Task to complete: For the listing below, print exactly the lines from the line with "to the graph." to the line with "pub fn add_connection(&mut", both included, and nothing beyond them.

§

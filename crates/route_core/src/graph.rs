use crate::constants::Weight;
use crate::error::{Error, Result};
use crate::locations::LocationTable;
use crate::records::ConnectionRecord;
use crate::util::math::euclidean;
use log::{info, warn};
use std::fmt;

/// Default integer type for node indices
pub type DefaultIdx = u32;

/// Node identifier. Equal to the position of the location in the
/// [`LocationTable`].
#[derive(Debug, Clone, Copy, PartialEq, Eq, PartialOrd, Ord, Hash)]
pub struct NodeIndex(DefaultIdx);

impl NodeIndex {
    #[inline]
    pub fn new(x: usize) -> Self {
        assert!(
            x < DefaultIdx::MAX as usize,
            "Maximum number of nodes for index type {} exceeded",
            std::any::type_name::<DefaultIdx>()
        );
        NodeIndex(x as DefaultIdx)
    }

    #[inline]
    pub fn index(self) -> usize {
        self.0 as usize
    }
}

impl From<DefaultIdx> for NodeIndex {
    fn from(ix: DefaultIdx) -> Self {
        NodeIndex(ix)
    }
}

impl fmt::Display for NodeIndex {
    fn fmt(&self, f: &mut fmt::Formatter<'_>) -> fmt::Result {
        write!(f, "{}", self.0)
    }
}

/// Short version of `NodeIndex::new`
pub fn node_index(index: usize) -> NodeIndex {
    NodeIndex::new(index)
}

/// Directed, weighted edge. Undirected connections are stored as two edges.
#[derive(Debug, Clone, Copy, PartialEq)]
pub struct Edge {
    pub source: NodeIndex,
    pub target: NodeIndex,
    pub weight: Weight,
}

impl Edge {
    pub fn new(source: NodeIndex, target: NodeIndex, weight: Weight) -> Self {
        Edge {
            source,
            target,
            weight,
        }
    }

    pub fn reverse(&self) -> Self {
        Edge {
            source: self.target,
            target: self.source,
            weight: self.weight,
        }
    }
}

/// Adjacency list of the location graph.
///
/// Edges are kept in insertion order and never deduplicated, the same pair of
/// nodes may be connected more than once.
#[derive(Debug, Clone, Default)]
pub struct Graph {
    edges_out: Vec<Vec<Edge>>,
    num_edges: usize,
}

impl Graph {
    pub fn new() -> Self {
        Self::default()
    }

    /// Creates a graph with `num_nodes` nodes and no edges.
    pub fn with_nodes(num_nodes: usize) -> Self {
        Self {
            edges_out: vec![Vec::new(); num_nodes],
            num_edges: 0,
        }
    }

    /// Adds a new node without edges to the graph
    pub fn add_node(&mut self) -> NodeIndex {
        let node_idx = NodeIndex::new(self.edges_out.len());
        self.edges_out.push(Vec::new());
        node_idx
    }

    /// Add a new directed `edge` to the graph.
    ///
    /// **Panics** if the source or target node does not exist
    /// **Panics** if the weight is negative or NaN
    pub fn add_edge(&mut self, edge: Edge) {
        assert!(
            edge.source.index() < self.edges_out.len(),
            "Source node index ({}) does not exist",
            edge.source.index()
        );
        assert!(
            edge.target.index() < self.edges_out.len(),
            "Target node index ({}) does not exist",
            edge.target.index()
        );
        assert!(
            edge.weight >= 0.0,
            "Edge weight must be non-negative, got {}",
            edge.weight
        );

        self.edges_out[edge.source.index()].push(edge);
        self.num_edges += 1;
    }

    pub fn add_edges(&mut self, edges: Vec<Edge>) {
        for edge in edges {
            self.add_edge(edge);
        }
    }

    /// Adds the edge `a -> b` and its reverse `b -> a` with the same weight.
    pub fn add_connection(&mut self, a: NodeIndex, b: NodeIndex, weight: Weight) {
        let edge = Edge::new(a, b, weight);
        self.add_edge(edge);
        self.add_edge(edge.reverse());
    }

    /// Builds the graph for all locations of `table`. Every connection record
    /// is resolved by name and weighted by the distance between the two
    /// locations.
    ///
    /// Fails with [`Error::DanglingConnection`] if a record names a location
    /// that is not part of the table.
    pub fn from_records(table: &LocationTable, connections: &[ConnectionRecord]) -> Result<Self> {
        let mut g = Graph::with_nodes(table.count());

        for ConnectionRecord { from, to } in connections {
            let resolve = |name: &str| {
                table
                    .index_of(name)
                    .ok_or_else(|| Error::DanglingConnection {
                        from: from.clone(),
                        to: to.clone(),
                        missing: name.to_string(),
                    })
            };
            let a = resolve(from.as_str())?;
            let b = resolve(to.as_str())?;

            if a == b {
                warn!("Connection {} <-> {} is a self-loop", from, to);
            }

            g.add_connection(a, b, euclidean(&table[a], &table[b]));
        }

        info!(
            "Graph has {} nodes and {} edges",
            g.num_nodes(),
            g.num_edges()
        );
        Ok(g)
    }

    /// Returns the outgoing edges of `node_idx` in insertion order. Nodes
    /// without connections (or unknown nodes) have no neighbors.
    pub fn neighbors(&self, node_idx: NodeIndex) -> &[Edge] {
        self.edges_out
            .get(node_idx.index())
            .map(Vec::as_slice)
            .unwrap_or(&[])
    }

    /// Returns an iterator over all directed edges of the graph
    pub fn edges(&self) -> impl Iterator<Item = &Edge> {
        self.edges_out.iter().flatten()
    }

    pub fn num_nodes(&self) -> usize {
        self.edges_out.len()
    }

    /// Number of directed edges, twice the number of connections
    pub fn num_edges(&self) -> usize {
        self.num_edges
    }
}

/// Macro to create a edge from source to target with a weight
///
/// edge!(0 , 1, 3.0) Returns edge in both directions
///
/// edge!(0 => 1, 3.0) Returns directed edge
#[macro_export]
macro_rules! edge {
    ($source:expr => $target:expr, $weight:expr) => {
        $crate::graph::Edge::new($source.into(), $target.into(), $weight)
    };
    ($source:expr , $target:expr, $weight:expr) => {
        vec![
            $crate::graph::Edge::new($source.into(), $target.into(), $weight),
            $crate::graph::Edge::new($target.into(), $source.into(), $weight),
        ]
    };
}
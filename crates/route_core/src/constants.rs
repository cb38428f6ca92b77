/// Edge weight type
pub type Weight = f64;
/// Type of a location coordinate on the map plane
pub type Coord = i32;
use crate::{constants::Weight, graph::NodeIndex};

#[derive(Debug, PartialEq, Clone)]
pub struct ShortestPath {
    pub nodes: Vec<NodeIndex>,
    pub weight: Weight,
}

impl ShortestPath {
    pub fn new(nodes: Vec<NodeIndex>, weight: Weight) -> Self {
        ShortestPath { nodes, weight }
    }
}
use rand::{rngs::StdRng, Rng, SeedableRng};

use crate::{
    edge,
    graph::Graph,
    locations::LocationTable,
    navigator::Navigator,
    records::{ConnectionRecord, LocationRecord},
};

/// A(0,0), B(3,0), C(3,4) and the isolated D(10,10)
pub fn triangle_locations() -> Vec<LocationRecord> {
    vec![
        LocationRecord::new("A", 0, 0),
        LocationRecord::new("B", 3, 0),
        LocationRecord::new("C", 3, 4),
        LocationRecord::new("D", 10, 10),
    ]
}

/// A - B - C
pub fn triangle_connections() -> Vec<ConnectionRecord> {
    vec![
        ConnectionRecord::new("A", "B"),
        ConnectionRecord::new("B", "C"),
    ]
}

pub fn triangle_table() -> LocationTable {
    let mut table = LocationTable::new();
    for LocationRecord { name, x, y } in triangle_locations() {
        table
            .add_location(&name, x, y)
            .expect("triangle locations are unique");
    }
    table
}

pub fn generate_complex_graph() -> Graph {
    let mut graph = Graph::with_nodes(11);

    let [a, b, c, d, e, f, g, h, i, j, k]: [u32; 11] = [0, 1, 2, 3, 4, 5, 6, 7, 8, 9, 10];

    graph.add_edges(edge!(a, b, 3.0)); // A <=> B
    graph.add_edges(edge!(a, c, 5.0)); // A <=> C
    graph.add_edges(edge!(a, k, 3.0)); // A <=> K

    graph.add_edges(edge!(b, d, 5.0)); // B <=> D
    graph.add_edges(edge!(b, c, 3.0)); // B <=> C

    graph.add_edges(edge!(c, d, 2.0)); // C <=> D
    graph.add_edges(edge!(c, j, 2.0)); // C <=> J

    graph.add_edges(edge!(d, j, 4.0)); // D <=> J
    graph.add_edges(edge!(d, e, 7.0)); // D <=> E

    graph.add_edges(edge!(e, j, 3.0)); // E <=> J
    graph.add_edges(edge!(e, f, 6.0)); // E <=> F

    graph.add_edges(edge!(f, h, 2.0)); // F <=> H
    graph.add_edges(edge!(f, g, 4.0)); // F <=> G

    graph.add_edges(edge!(g, h, 3.0)); // G <=> H
    graph.add_edges(edge!(g, i, 5.0)); // G <=> I

    graph.add_edges(edge!(h, i, 3.0)); // H <=> I
    graph.add_edges(edge!(h, j, 2.0)); // H <=> J

    graph.add_edges(edge!(i, j, 4.0)); // I <=> J
    graph.add_edges(edge!(i, k, 6.0)); // I <=> K

    graph.add_edges(edge!(j, k, 3.0)); // J <=> K

    graph
}

pub fn generate_simple_graph() -> Graph {
    //           B
    //           |
    // E -> A -> C
    //      |  /
    //      D
    let mut g = Graph::with_nodes(5);

    let [a, b, c, d, e]: [u32; 5] = [0, 1, 2, 3, 4];

    g.add_edge(edge!(a => c, 1.0));
    g.add_edge(edge!(a => d, 1.0));
    g.add_edge(edge!(e => a, 1.0));
    g.add_edges(edge!(c, b, 1.0));
    g.add_edges(edge!(c, d, 1.0));

    g
}

/// Random map with `num_locations` locations named `L0`, `L1`, ... on a
/// 1000x1000 plane. Every location is connected to its predecessor, the
/// remaining connections are random.
pub fn generate_random_navigator(
    num_locations: usize,
    num_connections: usize,
    seed: u64,
) -> Navigator {
    let mut rng = StdRng::seed_from_u64(seed);

    let locations: Vec<_> = (0..num_locations)
        .map(|i| {
            LocationRecord::new(
                format!("L{}", i),
                rng.gen_range(0..1000),
                rng.gen_range(0..1000),
            )
        })
        .collect();

    let mut connections: Vec<_> = (1..num_locations)
        .map(|i| ConnectionRecord::new(format!("L{}", i - 1), format!("L{}", i)))
        .collect();
    if num_locations > 0 {
        for _ in connections.len()..num_connections {
            let a = rng.gen_range(0..num_locations);
            let b = rng.gen_range(0..num_locations);
            connections.push(ConnectionRecord::new(format!("L{}", a), format!("L{}", b)));
        }
    }

    Navigator::from_records(&locations, &connections).expect("generated names are unique")
}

§

Response to this task:
    /// Add a new directed `edge` to the graph.
    ///
    /// **Panics** if the source or target node does not exist
    /// **Panics** if the weight is negative or NaN
    pub fn add_edge(&mut self, edge: Edge) {
        assert!(
            edge.source.index() < self.edges_out.len(),
            "Source node index ({}) does not exist",
            edge.source.index()
        );
        assert!(
            edge.target.index() < self.edges_out.len(),
            "Target node index ({}) does not exist",
            edge.target.index()
        );
        assert!(
            edge.weight >= 0.0,
            "Edge weight must be non-negative, got {}",
            edge.weight
        );

        self.edges_out[edge.source.index()].push(edge);
        self.num_edges += 1;
    }

    pub fn add_edges(&mut self, edges: Vec<Edge>) {
        for edge in edges {
            self.add_edge(edge);
        }
    }

    /// Adds the edge `a -> b` and its reverse `b -> a` with the same weight.
    pub fn add_connection(&mut self, a: NodeIndex, b: NodeIndex, weight: Weight) {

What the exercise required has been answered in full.